確認 commit point site,取得所有節點中SCN最大的節點值,將最高的SCN號作為分佈事物的全域性SCN號,保證全域性完整性。

 

(03) The global coordinator asks participating參與節點 nodes other than the commit point site to promise to commit or roll back (-> prepare message) the transaction, even if there is a failure. If any node cannot prepare,the transaction is rolled back.

等待其它參與節點返回資訊確認是否提交或回滾事務,如果有節點不能 prepare,那事務進行回滾

 

(04) Every participating node allocates resources it needs to commit or rollback the transaction if data is changed.

It saves redo records corresponding to changes made by the transaction to its online redo log.

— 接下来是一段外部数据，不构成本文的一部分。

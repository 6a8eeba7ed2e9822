use sqlx::error::ErrorKind;
use sqlx::mysql::MySqlDatabaseError;
use thiserror::Error;

/// Failures surfaced by the service layer
#[derive(Debug, Error)]
pub enum ServiceError {
    /// Entity absent, or owned by a different collector. Cross-tenant
    /// access gets the same answer as a missing row so one tenant can
    /// never confirm the existence of another tenant's data.
    #[error("{0}")]
    NotFound(String),
    /// Business-rule violation; the message names the offending values.
    #[error("{0}")]
    InvalidInput(String),
    /// Illegal state-machine transition, naming the current status.
    #[error("Cannot {action} {entity} with status {status}")]
    StateConflict {
        action: &'static str,
        entity: &'static str,
        status: String,
    },
    #[error("Too many submissions. Try again later.")]
    RateLimited,
    #[error(transparent)]
    Database(#[from] sqlx::Error),
}

pub type ServiceResult<T> = Result<T, ServiceError>;

impl ServiceError {
    /// Plain "<what> not found".
    pub fn not_found(what: &str) -> Self {
        ServiceError::NotFound(format!("{} not found", what))
    }
}

/// True when a database error is a duplicate-key violation.
///
/// MySQL reports duplicate keys as error 1062, which sqlx folds into
/// `ErrorKind::UniqueViolation`. Foreign-key and NOT NULL failures share
/// SQLSTATE 23000 with duplicates, so classification never rests on the
/// SQLSTATE alone.
pub fn is_unique_violation(err: &sqlx::Error) -> bool {
    match err {
        sqlx::Error::Database(db) => {
            matches!(db.kind(), ErrorKind::UniqueViolation)
                || db
                    .try_downcast_ref::<MySqlDatabaseError>()
                    .map(|e| e.number() == 1062)
                    .unwrap_or(false)
        }
        _ => false,
    }
}

#[cfg(test)]
mod tests {
    use super::*;

    #[test]
    fn test_state_conflict_message_names_status() {
        let err = ServiceError::StateConflict {
            action: "confirm",
            entity: "transaction",
            status: "CONFIRMED".to_string(),
        };
        assert_eq!(
            err.to_string(),
            "Cannot confirm transaction with status CONFIRMED"
        );
    }

    #[test]
    fn test_not_found_helper_message() {
        assert_eq!(
            ServiceError::not_found("Payout").to_string(),
            "Payout not found"
        );
    }

    #[test]
    fn test_non_database_errors_are_not_unique_violations() {
        assert!(!is_unique_violation(&sqlx::Error::RowNotFound));
    }

    // Minimal DatabaseError carrying SQLSTATE 23000, the class MySQL
    // uses for every integrity violation
    #[derive(Debug)]
    struct IntegrityError {
        unique: bool,
    }

    impl std::fmt::Display for IntegrityError {
        fn fmt(&self, f: &mut std::fmt::Formatter<'_>) -> std::fmt::Result {
            write!(f, "integrity constraint violation")
        }
    }

    impl std::error::Error for IntegrityError {}

    impl sqlx::error::DatabaseError for IntegrityError {
        fn message(&self) -> &str {
            "integrity constraint violation"
        }

        fn code(&self) -> Option<std::borrow::Cow<'_, str>> {
            Some("23000".into())
        }

        fn kind(&self) -> ErrorKind {
            if self.unique {
                ErrorKind::UniqueViolation
            } else {
                ErrorKind::ForeignKeyViolation
            }
        }

        fn as_error(&self) -> &(dyn std::error::Error + Send + Sync + 'static) {
            self
        }

        fn as_error_mut(&mut self) -> &mut (dyn std::error::Error + Send + Sync + 'static) {
            self
        }

        fn into_error(self: Box<Self>) -> Box<dyn std::error::Error + Send + Sync + 'static> {
            self
        }
    }

    #[test]
    fn test_unique_kind_is_a_duplicate() {
        let err = sqlx::Error::Database(Box::new(IntegrityError { unique: true }));
        assert!(is_unique_violation(&err));
    }

    #[test]
    fn test_sqlstate_23000_alone_is_not_a_duplicate() {
        let err = sqlx::Error::Database(Box::new(IntegrityError { unique: false }));
        assert!(!is_unique_violation(&err));
    }
}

This makes it possible to recover the database back to the prepare state in case of an instance failure.

The node guarantees that locks held for the transaction are able to survive a failure.

重新整理日誌到日誌檔案

 

(05) All participating nodes place a distributed lock on modified tables preventing reads/writes.

對分佈事物修改的表加分散式鎖,防止被

 

(06) All participating nodes respond with a prepared message to their global/local coordinator and wait until a commit or rollback request is received from the global/local coordinator.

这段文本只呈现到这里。